Demographic disaster - White voters will be the key in the states crucial to Democrats’ remaining hopes to hold on to the Senate – particularly in states with substantially whiter populations than the nation as a whole, like Iowa (92 percent white), Colorado (88 percent white) and Minnesota (87 percent white) “Among whites overall, just 35 percent said they approve of his performance, while 59 percent disapprove,” wrote Ron Brownstein.
Why so low? - “Just 25 percent of all respondents said they believed his agenda would increase opportunities for people like them. That's the smallest positive response the poll has recorded except for the two surveys last fall. In the new poll, a full 46 percent said they believed his actions would diminish their opportunities-essentially tying the 47 percent in each of last fall’s polls as his worst showing on that measure. The remaining 23 percent said they did not think his actions would affect their opportunities.”

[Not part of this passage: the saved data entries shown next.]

//! Scheduler module: drives probe cycles, alerting and the daily digest.

mod retention;

pub use retention::*;

use crate::db::{CheckLog, Store};
use crate::monitor::{summarize, MonitorEngine, Target};
use crate::notify::{AlertDispatcher, AlertRecord};
use crate::probe::{run_probe, Prober};
use crate::report::render_digest;

use chrono::{Local, NaiveDate, NaiveDateTime, NaiveTime};
use std::collections::HashMap;
use std::sync::{Arc, Mutex, PoisonError};
use std::time::{Duration, Instant};
use tokio::sync::{mpsc, Semaphore};
use tokio::task::JoinSet;
use tokio_util::sync::CancellationToken;

/// Timing and parallelism settings.
#[derive(Debug, Clone)]
pub struct SchedulerSettings {
    pub probe_interval: Duration,
    /// Local time of day at which the digest is sent.
    pub digest_time: NaiveTime,
    pub max_concurrent_probes: usize,
    /// Check history older than this is pruned. `None` keeps everything.
    pub history_retention: Option<Duration>,
}

/// The single scheduling authority of the monitor.
///
/// A probe cycle waits for all of its probes before returning, and the next
/// cycle only starts after that, so a target never has two probes in flight.
pub struct Scheduler {
    engine: Arc<MonitorEngine>,
    prober: Arc<dyn Prober>,
    dispatcher: Arc<AlertDispatcher>,
    store: Arc<Store>,
    settings: SchedulerSettings,
    last_started: Mutex<HashMap<String, Instant>>,
}

impl Scheduler {
    pub fn new(
        engine: Arc<MonitorEngine>,
        prober: Arc<dyn Prober>,
        dispatcher: Arc<AlertDispatcher>,
        store: Arc<Store>,
        settings: SchedulerSettings,
    ) -> Self {
        Self {
            engine,
            prober,
            dispatcher,
            store,
            settings,
            last_started: Mutex::new(HashMap::new()),
        }
    }

    /// Run until `shutdown` fires.
    ///
    /// The first probe cycle starts immediately. On shutdown the current cycle
    /// finishes the probes it already started and pending history is flushed
    /// before this returns.
    pub async fn run(self: Arc<Self>, shutdown: CancellationToken) {
        tracing::info!(
            "Starting scheduler with {} targets, probing every {:?}, digest at {}",
            self.engine.targets().count(),
            self.settings.probe_interval,
            self.settings.digest_time.format("%H:%M")
        );

        let (tx, rx) = mpsc::channel(1000);
        let writer = tokio::spawn(run_batch_writer(rx, self.store.clone()));

        let probes = tokio::spawn(self.clone().run_probe_loop(tx, shutdown.clone()));
        let digests = tokio::spawn(self.clone().run_digest_loop(shutdown.clone()));

        let retention = self.settings.history_retention.map(|keep| {
            let manager = RetentionManager::new(self.store.clone(), keep);
            tokio::spawn(manager.run(shutdown.clone()))
        });

        if let Err(e) = probes.await {
            tracing::error!("Probe loop failed: {}", e);
        }
        if let Err(e) = digests.await {
            tracing::error!("Digest loop failed: {}", e);
        }
        if let Some(handle) = retention {
            if let Err(e) = handle.await {
                tracing::error!("Retention task failed: {}", e);
            }
        }

        // The probe loop owned the last sender, so the writer drains and exits.
        if let Err(e) = writer.await {
            tracing::error!("Batch writer failed: {}", e);
        }

        tracing::info!("Scheduler stopped");
    }

    async fn run_probe_loop(self: Arc<Self>, tx: mpsc::Sender<CheckLog>, shutdown: CancellationToken) {
        let mut interval = tokio::time::interval(self.settings.probe_interval);
        interval.set_missed_tick_behavior(tokio::time::MissedTickBehavior::Skip);

        loop {
            tokio::select! {
                biased;
                _ = shutdown.cancelled() => break,
                tick = interval.tick() => {
                    self.run_cycle(tick.into_std(), &tx, &shutdown).await;
                }
            }
        }
    }

    async fn run_digest_loop(self: Arc<Self>, shutdown: CancellationToken) {
        let mut last_sent: Option<NaiveDate> = None;

        loop {
            let now = Local::now().naive_local();
            let next = next_digest_at(self.settings.digest_time, now, last_sent);
            let wait = (next - now).to_std().unwrap_or(Duration::ZERO);
            tokio::select! {
                _ = shutdown.cancelled() => break,
                _ = tokio::time::sleep(wait) => {
                    self.send_digest().await;
                    last_sent = Some(next.date());
                }
            }
        }
    }

    /// Probe every target due at `started`, with bounded parallelism.
    ///
    /// Every probe of the cycle is stamped with `started`, so a target whose
    /// interval equals the cycle cadence stays due on the next cycle.
    /// Returns the number of probes started. No new probe starts once
    /// `shutdown` has fired, but started probes always complete.
    pub async fn run_cycle(
        self: &Arc<Self>,
        started: Instant,
        tx: &mpsc::Sender<CheckLog>,
        shutdown: &CancellationToken,
    ) -> usize {
        let due = self.due_targets(started);
        if due.is_empty() {
            return 0;
        }

        tracing::debug!("Probe cycle: {} targets due", due.len());

        let semaphore = Arc::new(Semaphore::new(self.settings.max_concurrent_probes.max(1)));
        let mut tasks = JoinSet::new();

        for target in due {
            let permit = tokio::select! {
                biased;
                _ = shutdown.cancelled() => break,
                permit = semaphore.clone().acquire_owned() => match permit {
                    Ok(p) => p,
                    Err(_) => break,
                },
            };

            self.last_started
                .lock()
                .unwrap_or_else(PoisonError::into_inner)
                .insert(target.name.clone(), started);

            let this = Arc::clone(self);
            let tx = tx.clone();
            tasks.spawn(async move {
                let _permit = permit; // Hold permit until done
                this.check_target(&target, &tx).await;
            });
        }

        let started = tasks.len();
        while let Some(result) = tasks.join_next().await {
            if let Err(e) = result {
                tracing::error!("Probe task failed: {}", e);
            }
        }

        started
    }

    fn due_targets(&self, now: Instant) -> Vec<Arc<Target>> {
        let last_started = self
            .last_started
            .lock()
            .unwrap_or_else(PoisonError::into_inner);

        self.engine
            .targets()
            .filter(|t| match last_started.get(&t.name) {
                Some(started) => now.saturating_duration_since(*started) >= t.check_interval,
                None => true,
            })
            .cloned()
            .collect()
    }

    async fn check_target(&self, target: &Target, tx: &mpsc::Sender<CheckLog>) {
        let outcome = run_probe(self.prober.as_ref(), target).await;

        if outcome.healthy {
            tracing::info!(
                "{} up - {:.2}ms",
                target.name,
                outcome.response_time_ms.unwrap_or_default()
            );
        } else {
            tracing::warn!(
                "{} down - {}",
                target.name,
                outcome
                    .failure_reason
                    .as_ref()
                    .map(|r| r.to_string())
                    .unwrap_or_default()
            );
        }

        let log = CheckLog::new(target.url.clone(), outcome.clone());
        if tx.send(log).await.is_err() {
            tracing::error!("Failed to queue check result for {}", target.name);
        }

        if let Some(event) = self.engine.observe(outcome) {
            tracing::warn!(
                "Status change: {} {} -> {}",
                event.target_name,
                event.previous_status,
                event.new_status
            );
            let records = self.dispatcher.dispatch(target, &event).await;
            self.record_alerts(&records);
        }
    }

    /// Render the digest from the current state and send it on every channel.
    pub async fn send_digest(&self) -> Vec<AlertRecord> {
        let snapshot = self.engine.snapshot();
        let summary = summarize(&snapshot);

        tracing::info!(
            "Sending digest: {}/{} targets up ({}%)",
            summary.up_count,
            summary.total_count,
            summary.uptime_percentage
        );

        let digest = render_digest(&summary, &snapshot, &Local::now());
        let records = self.dispatcher.broadcast(&digest.into()).await;
        self.record_alerts(&records);
        records
    }

    fn record_alerts(&self, records: &[AlertRecord]) {
        if let Err(e) = self.store.record_alerts(records) {
            tracing::error!("Failed to record alerts: {}", e);
        }
    }
}

/// Next wall-clock occurrence of `at` after `now`, skipping the date of the
/// last digest sent.
pub fn next_digest_at(
    at: NaiveTime,
    now: NaiveDateTime,
    last_sent: Option<NaiveDate>,
) -> NaiveDateTime {
    let mut next = now.date().and_time(at);
    while next <= now || Some(next.date()) == last_sent {
        next += chrono::Duration::days(1);
    }
    next
}

/// Run the batch writer that accumulates and flushes check results.
async fn run_batch_writer(mut rx: mpsc::Receiver<CheckLog>, store: Arc<Store>) {
    let mut buffer: Vec<CheckLog> = Vec::with_capacity(100);
    let mut interval = tokio::time::interval(Duration::from_secs(2));

    loop {
        tokio::select! {
            result = rx.recv() => {
                match result {
                    Some(r) => {
                        buffer.push(r);
                        if buffer.len() >= 500 {
                            flush_buffer(&store, &mut buffer);
                        }
                    }
                    None => {
                        // Channel closed, flush remaining and exit
                        flush_buffer(&store, &mut buffer);
                        break;
                    }
                }
            }
            _ = interval.tick() => {
                flush_buffer(&store, &mut buffer);
            }
        }
    }
}

fn flush_buffer(store: &Store, buffer: &mut Vec<CheckLog>) {
    if buffer.is_empty() {
        return;
    }

    if let Err(e) = store.record_checks(buffer) {
        tracing::error!("Failed to flush check results: {}", e);
    }

    buffer.clear();
}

The fast food recovery - NYT: “The deep recession wiped out primarily high-wage and middle-wage jobs. Yet the strongest employment growth during the sluggish recovery has been in low-wage work, at places like strip malls and fast-food restaurants. In essence, the poor economy has replaced good jobs with bad ones. That is the conclusion of a new report from the National Employment Law Project, a research and advocacy group, analyzing employment trends four years into the recovery. ‘Fast food is driving the bulk of the job growth at the low end — the job gains there are absolutely phenomenal,’ said Michael Evangelist, the report’s author… But job losses and gains have been skewed. Higher-wage industries — like accounting and legal work — shed 3.6 million positions during the recession and have added only 2.6 million positions during the recovery. But lower-wage industries lost two million jobs, then added 3.8 million.”